After the Act of Union, growing prosperity in Scotland led to a spate of new building, both public and private. The threat of Jacobite insurrection or invasion meant that Scotland also saw more military building than England in this period, relying on the strength of inclined and angled engineered masonry work combined
with the ability of earthen toppings that could deflect and absorb artillery fire. This culminated in the construction of Fort George, near Inverness (1748–69), with its projecting bastions and redoubts. Scotland produced some of the most significant architects of this era, including: Colen Campbell (1676–1729), James Gibbs (1682–1754), James (1732–94), John (1721–92) and Robert Adam (1728–92) and William Chambers (1723–96), who all created work that to some degree looked to classical models. Edinburgh's New Town was the focus of this classical building boom in Scotland.
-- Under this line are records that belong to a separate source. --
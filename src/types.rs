use ndarray::{s, Array2, Array3, ArrayView2, Axis};
use num_traits::ToPrimitive;
use serde::{Deserialize, Serialize};
use std::ops::Range;

/// Binary occupancy mask of one raster band (1 = data, 0 = no-data)
pub type BinaryMask = Array2<u8>;

/// Pixel position in (row, col) array order
#[derive(Debug, Clone, Copy, PartialEq, Eq, Hash, Serialize, Deserialize)]
pub struct PixelPoint {
    pub row: usize,
    pub col: usize,
}

impl PixelPoint {
    pub fn new(row: usize, col: usize) -> Self {
        Self { row, col }
    }
}

impl From<(usize, usize)> for PixelPoint {
    fn from((row, col): (usize, usize)) -> Self {
        Self { row, col }
    }
}

/// Map (world) coordinate in (x, y) order
#[derive(Debug, Clone, Copy, PartialEq, Serialize, Deserialize)]
pub struct MapPoint {
    pub x: f64,
    pub y: f64,
}

impl MapPoint {
    pub fn new(x: f64, y: f64) -> Self {
        Self { x, y }
    }
}

/// Affine pixel-to-map transformation (GDAL coefficient order)
#[derive(Debug, Clone, Copy, PartialEq, Serialize, Deserialize)]
pub struct GeoTransform {
    pub top_left_x: f64,
    pub pixel_width: f64,
    pub rotation_x: f64,
    pub top_left_y: f64,
    pub rotation_y: f64,
    pub pixel_height: f64,
}

impl GeoTransform {
    /// Build from the GDAL 6-coefficient array
    pub fn from_gdal(gt: [f64; 6]) -> Self {
        Self {
            top_left_x: gt[0],
            pixel_width: gt[1],
            rotation_x: gt[2],
            top_left_y: gt[3],
            rotation_y: gt[4],
            pixel_height: gt[5],
        }
    }

    pub fn to_gdal(&self) -> [f64; 6] {
        [
            self.top_left_x,
            self.pixel_width,
            self.rotation_x,
            self.top_left_y,
            self.rotation_y,
            self.pixel_height,
        ]
    }

    /// Map coordinate of the upper-left corner of a pixel.
    ///
    /// Same convention as GDAL's `ApplyGeoTransform`: the pixel is addressed
    /// as (col, row) = (x, y) internally, while callers pass (row, col).
    pub fn pixel_to_map(&self, pixel: PixelPoint) -> MapPoint {
        let px = pixel.col as f64;
        let py = pixel.row as f64;
        MapPoint {
            x: self.top_left_x + px * self.pixel_width + py * self.rotation_x,
            y: self.top_left_y + px * self.rotation_y + py * self.pixel_height,
        }
    }
}

/// How the corner detector should treat no-data pixels
#[derive(Debug, Clone, Copy, PartialEq, Default, Serialize, Deserialize)]
pub enum NoDataSpec {
    /// Every pixel is treated as data
    #[default]
    NoMasking,
    /// Pixels equal to this value are background
    Value(f64),
    /// The no-data value could not be determined automatically
    Undetermined,
}

/// Outcome of no-data estimation from the raster corners
#[derive(Debug, Clone, Copy, PartialEq, Serialize, Deserialize)]
pub enum NoDataEstimate {
    /// No corner is homogeneous, all four contain real data
    None,
    /// All homogeneous corners agree on this value
    Value(f64),
    /// Several corners are homogeneous but disagree
    Unclear,
}

impl From<NoDataEstimate> for NoDataSpec {
    fn from(estimate: NoDataEstimate) -> Self {
        match estimate {
            NoDataEstimate::None => NoDataSpec::NoMasking,
            NoDataEstimate::Value(v) => NoDataSpec::Value(v),
            NoDataEstimate::Unclear => NoDataSpec::Undetermined,
        }
    }
}

impl std::fmt::Display for NoDataEstimate {
    fn fmt(&self, f: &mut std::fmt::Formatter<'_>) -> std::fmt::Result {
        match self {
            NoDataEstimate::None => write!(f, "None"),
            NoDataEstimate::Value(v) => write!(f, "{}", v),
            NoDataEstimate::Unclear => write!(f, "unclear"),
        }
    }
}

/// Category of a non-fatal event recorded during processing
#[derive(Debug, Clone, Copy, PartialEq, Eq)]
pub enum DiagnosticKind {
    UndeterminedNoData,
    ExtractorFailed,
    InsufficientCorners,
}

/// Warning returned alongside a result instead of only being logged
#[derive(Debug, Clone, PartialEq)]
pub struct Diagnostic {
    pub kind: DiagnosticKind,
    pub message: String,
}

/// Storage type of the source pixels before they were widened to f64
#[derive(Debug, Clone, Copy, PartialEq, Eq, Default, Serialize, Deserialize)]
pub enum SampleType {
    Float32,
    #[default]
    Float64,
    Integer,
}

impl SampleType {
    /// Round a value to the precision the pixels were stored with, so it
    /// compares equal to the widened pixel values.
    pub fn quantize(&self, value: f64) -> f64 {
        match self {
            SampleType::Float32 => value as f32 as f64,
            SampleType::Float64 | SampleType::Integer => value,
        }
    }
}

/// Numeric pixel types a [`GeoRaster`] can be built from
pub trait RasterElement: ToPrimitive {
    const SAMPLE_TYPE: SampleType;
}

macro_rules! impl_raster_element {
    ($sample_type:expr => $($t:ty),*) => {
        $(impl RasterElement for $t {
            const SAMPLE_TYPE: SampleType = $sample_type;
        })*
    };
}

impl_raster_element!(SampleType::Integer => u8, u16, u32, u64, i8, i16, i32, i64);
impl_raster_element!(SampleType::Float32 => f32);
impl_raster_element!(SampleType::Float64 => f64);

/// Read access to a georeferenced raster
pub trait RasterAccessor {
    /// (rows, cols, bands)
    fn shape(&self) -> (usize, usize, usize);

    fn geotransform(&self) -> Option<&GeoTransform>;

    fn projection(&self) -> Option<&str>;

    fn sample_type(&self) -> SampleType {
        SampleType::Float64
    }

    /// Full band, 0-based index
    fn band(&self, band_index: usize) -> GeoResult<ArrayView2<'_, f64>>;

    /// Rectangular window of one band, 0-based index
    fn window(
        &self,
        rows: Range<usize>,
        cols: Range<usize>,
        band_index: usize,
    ) -> GeoResult<ArrayView2<'_, f64>>;
}

/// In-memory raster with optional georeference
#[derive(Debug, Clone)]
pub struct GeoRaster {
    /// Pixel data shaped (rows, cols, bands)
    pub data: Array3<f64>,
    pub geo_transform: Option<GeoTransform>,
    /// Spatial reference as WKT
    pub projection: Option<String>,
    pub sample_type: SampleType,
}

impl GeoRaster {
    pub fn new(
        data: Array3<f64>,
        geo_transform: Option<GeoTransform>,
        projection: Option<String>,
    ) -> Self {
        let projection = projection.filter(|p| !p.trim().is_empty());
        Self {
            data,
            geo_transform,
            projection,
            sample_type: SampleType::Float64,
        }
    }

    pub fn with_sample_type(mut self, sample_type: SampleType) -> Self {
        self.sample_type = sample_type;
        self
    }

    /// Wrap a single band
    pub fn from_band(
        band: Array2<f64>,
        geo_transform: Option<GeoTransform>,
        projection: Option<String>,
    ) -> Self {
        let data = band.insert_axis(Axis(2));
        Self::new(data, geo_transform, projection)
    }

    /// Wrap a (rows, cols, bands) array of any numeric type
    pub fn from_array<T: RasterElement>(
        data: &Array3<T>,
        geo_transform: Option<GeoTransform>,
        projection: Option<String>,
    ) -> GeoResult<Self> {
        let mut converted = Array3::<f64>::zeros(data.raw_dim());
        for (dst, src) in converted.iter_mut().zip(data.iter()) {
            *dst = src.to_f64().ok_or_else(|| {
                GeoError::InvalidInput("Pixel value cannot be represented as f64".to_string())
            })?;
        }
        Ok(Self::new(converted, geo_transform, projection).with_sample_type(T::SAMPLE_TYPE))
    }

    fn check_band(&self, band_index: usize) -> GeoResult<()> {
        let bands = self.data.dim().2;
        if band_index >= bands {
            return Err(GeoError::InvalidInput(format!(
                "Band index {} out of range for raster with {} band(s)",
                band_index, bands
            )));
        }
        Ok(())
    }
}

impl RasterAccessor for GeoRaster {
    fn shape(&self) -> (usize, usize, usize) {
        self.data.dim()
    }

    fn geotransform(&self) -> Option<&GeoTransform> {
        self.geo_transform.as_ref()
    }

    fn projection(&self) -> Option<&str> {
        self.projection.as_deref()
    }

    fn sample_type(&self) -> SampleType {
        self.sample_type
    }

    fn band(&self, band_index: usize) -> GeoResult<ArrayView2<'_, f64>> {
        self.check_band(band_index)?;
        Ok(self.data.index_axis(Axis(2), band_index))
    }

    fn window(
        &self,
        rows: Range<usize>,
        cols: Range<usize>,
        band_index: usize,
    ) -> GeoResult<ArrayView2<'_, f64>> {
        self.check_band(band_index)?;
        let (height, width, _) = self.data.dim();
        if rows.start > rows.end || cols.start > cols.end || rows.end > height || cols.end > width {
            return Err(GeoError::InvalidInput(format!(
                "Window rows {:?} cols {:?} outside raster of {}x{}",
                rows, cols, height, width
            )));
        }
        Ok(self.data.slice(s![rows, cols, band_index]))
    }
}

/// Error types for raster geometry processing
#[derive(Debug, thiserror::Error)]
pub enum GeoError {
    #[error("I/O error: {0}")]
    Io(#[from] std::io::Error),

    #[error("GDAL error: {0}")]
    Gdal(#[from] gdal::errors::GdalError),

    #[error("Missing georeference: {0}")]
    MissingGeoreference(String),

    #[error("Invalid input: {0}")]
    InvalidInput(String),

    #[error("Corner extraction error: {0}")]
    Extraction(String),

    #[error("Processing error: {0}")]
    Processing(String),
}

/// Result type for raster geometry operations
pub type GeoResult<T> = Result<T, GeoError>;

#[cfg(test)]
mod tests {
    use super::*;
    use approx::assert_relative_eq;

    #[test]
    fn test_pixel_to_map_with_rotation() {
        let gt = GeoTransform::from_gdal([1000.0, 2.0, 0.5, 5000.0, 0.25, -2.0]);

        let ul = gt.pixel_to_map(PixelPoint::new(0, 0));
        assert_eq!(ul, MapPoint::new(1000.0, 5000.0));

        // UR of a 10x12 raster: only the column terms contribute
        let ur = gt.pixel_to_map(PixelPoint::new(0, 11));
        assert_relative_eq!(ur.x, 1022.0);
        assert_relative_eq!(ur.y, 5002.75);

        // LL: only the row terms contribute
        let ll = gt.pixel_to_map(PixelPoint::new(9, 0));
        assert_relative_eq!(ll.x, 1004.5);
        assert_relative_eq!(ll.y, 4982.0);

        let lr = gt.pixel_to_map(PixelPoint::new(9, 11));
        assert_relative_eq!(lr.x, 1026.5);
        assert_relative_eq!(lr.y, 4984.75);
    }

    #[test]
    fn test_gdal_coefficient_order() {
        let coeffs = [1000.0, 2.0, 0.5, 5000.0, 0.25, -2.0];
        let gt = GeoTransform::from_gdal(coeffs);
        assert_eq!(gt.rotation_x, 0.5);
        assert_eq!(gt.rotation_y, 0.25);
        assert_eq!(gt.to_gdal(), coeffs);
    }

    #[test]
    fn test_float32_quantize() {
        let nodata = -9999.9;
        let stored = nodata as f32;
        assert_ne!(stored as f64, nodata);
        assert_eq!(SampleType::Float32.quantize(nodata), stored as f64);
        assert_eq!(SampleType::Float64.quantize(nodata), nodata);
        assert_eq!(SampleType::Integer.quantize(nodata), nodata);
    }

    #[test]
    fn test_from_array_records_sample_type() {
        let f32_data = Array3::<f32>::zeros((2, 2, 1));
        let raster = GeoRaster::from_array(&f32_data, None, None).unwrap();
        assert_eq!(raster.sample_type(), SampleType::Float32);

        let u8_data = Array3::<u8>::zeros((2, 2, 1));
        let raster = GeoRaster::from_array(&u8_data, None, None).unwrap();
        assert_eq!(raster.sample_type(), SampleType::Integer);

        let raster = GeoRaster::from_band(Array2::zeros((2, 2)), None, Some("  ".to_string()));
        assert_eq!(raster.sample_type(), SampleType::Float64);
        assert!(raster.projection().is_none());
    }
}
From the mid-eighteenth century it was laid out according to a plan of rectangular blocks with open squares, drawn up by James Craig and built in strong Craigleith sandstone which could be precisely cut by masons. Most residences were built as tenement flats, where, in contrast to contemporary building in England where buildings were divided vertically into different houses, they were divided horizontally, with different occupants sharing a common staircase. The smallest might have only one room, the largest several bedrooms and drawing rooms. This classicism, together with its reputation as a major centre of the Enlightenment, resulted in the city being nicknamed "The Athens of the North". The gridiron plan, building forms and the architectural detailing would be copied by many smaller towns, although rendered in locally quarried materials. Despite this building boom, the centralisation of much of the government administration, including the king's works, in London, meant that a number of Scottish architects spent most of all of their careers in England, where they had a major impact on Georgian architecture.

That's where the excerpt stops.